Shares

Nairobi Governor Sakaja Johnson has secured a Ksh. 80 billion from the National Government to transform Nairobi’s infrastructure. However, beneath the historic branding of the deal signed with President William Ruto lies a growing unease.

The move echoes the controversial era of the Nairobi Metropolitan Services (NMS) and raising questions about why the country’s wealthiest county is ceding control to the National government.

In 2020, then-Governor Mike Sonko signed away key county functions to the National Government, leading to the creation of the NMS. While the NMS was initially praised for rapid road paving, it ultimately became a bureaucratic nightmare that sidelined elected leaders and left the county with a Ksh. 16 billion debt mountain.

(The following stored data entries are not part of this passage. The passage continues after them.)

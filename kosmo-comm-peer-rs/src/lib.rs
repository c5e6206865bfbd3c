//! Register block shared with a parent controller over I2C.
//!
//! See [`comm_peer`] for the protocol and the [`BusRegisterPeer`] state
//! machine.
//!
//! # Features
//!
//! - **`defmt`** — [`defmt::Format`] on public types and structured logging
//!   of protocol transitions.
//!
//! [`BusRegisterPeer`]: comm_peer::BusRegisterPeer

#![no_std]

pub mod comm_peer;
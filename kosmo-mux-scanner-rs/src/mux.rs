//! Multiplexer addressing constants.
//!
//! A 4051-style multiplexer routes one of eight inputs to its common pin.
//! The input is selected by a 3-bit address driven onto the S0–S2 lines:
//! bit 0 → S0, bit 1 → S1, bit 2 → S2.

// ---------------------------------------------------------------------------
// Addressing
// ---------------------------------------------------------------------------

/// Number of select lines on the multiplexer.
pub const SELECT_LINES: usize = 3;

/// Number of addressable multiplexer inputs (`2^SELECT_LINES`).
///
/// The scan index always cycles through all of them, even when fewer
/// channels are tracked.
pub const MUX_WIDTH: usize = 1 << SELECT_LINES;

// ---------------------------------------------------------------------------
// Sampling
// ---------------------------------------------------------------------------

/// Full-scale raw reading of a 10-bit ADC.
///
/// Readings are inverted against this value because the pots are wired
/// with reversed polarity.
pub const DEFAULT_FULL_SCALE: u16 = 1023;

/// Levels for the S0, S1 and S2 lines that select `address`.
///
/// Only the low three bits of `address` are used.
///
/// # Example
/// ```
/// use mux_scanner::select_levels;
///
/// assert_eq!(select_levels(5), [true, false, true]);
/// assert_eq!(select_levels(8), [false, false, false]);
/// ```
pub fn select_levels(address: u8) -> [bool; SELECT_LINES] {
    core::array::from_fn(|bit| (address >> bit) & 1 == 1)
}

While Governor Sakaja was quick to label the NMS era a misadventure and insisted this new pact is purely cooperative, the structural similarities are hard to ignore.

  • By involving the National Government in joint planning and shared financing, the Governor effectively invites a big brother into the kitchen.
  • When projects are managed through intergovernmental committees, the line of accountability to the Nairobi voter blurs. If a project fails or funds go missing, the Governor can point to the National Government, and vice versa.

Nairobi is the undisputed engine of Kenya’s economy, consistently breaking its own records for Own Source Revenue (OSR). In the last fiscal cycle, the city collected over Ksh. 13 billion in local taxes and permits.

Critics argue that a governor who presides over the most resource-rich county in the region should be strengthening its internal capacity, not looking for a national government crutch.

The pact is anchored in Section 6 of the Urban Areas and Cities Act, a legal provision that allows for joint management. While President Ruto was careful to state he has no interest in running the city, history suggests that where the National Government provides the money, it also provides the orders.

The risk is twofold:

  1. An Ksh. 80 billion injection typically means the National Government will oversee the tendering and awarding of massive contracts, stripping the County Assembly of its oversight role.
  2. By becoming financially dependent on State House for his legacy projects, the Governor risks losing the independence required to challenge the National Government on issues like the equitable share of revenue.

The 2010 Constitution was designed specifically to prevent the National Government from treating Nairobi like its personal Department of Works. By leaning so heavily on a national partnership, Sakaja may be securing his short-term infrastructure goals at the long-term expense of Nairobi’s autonomy.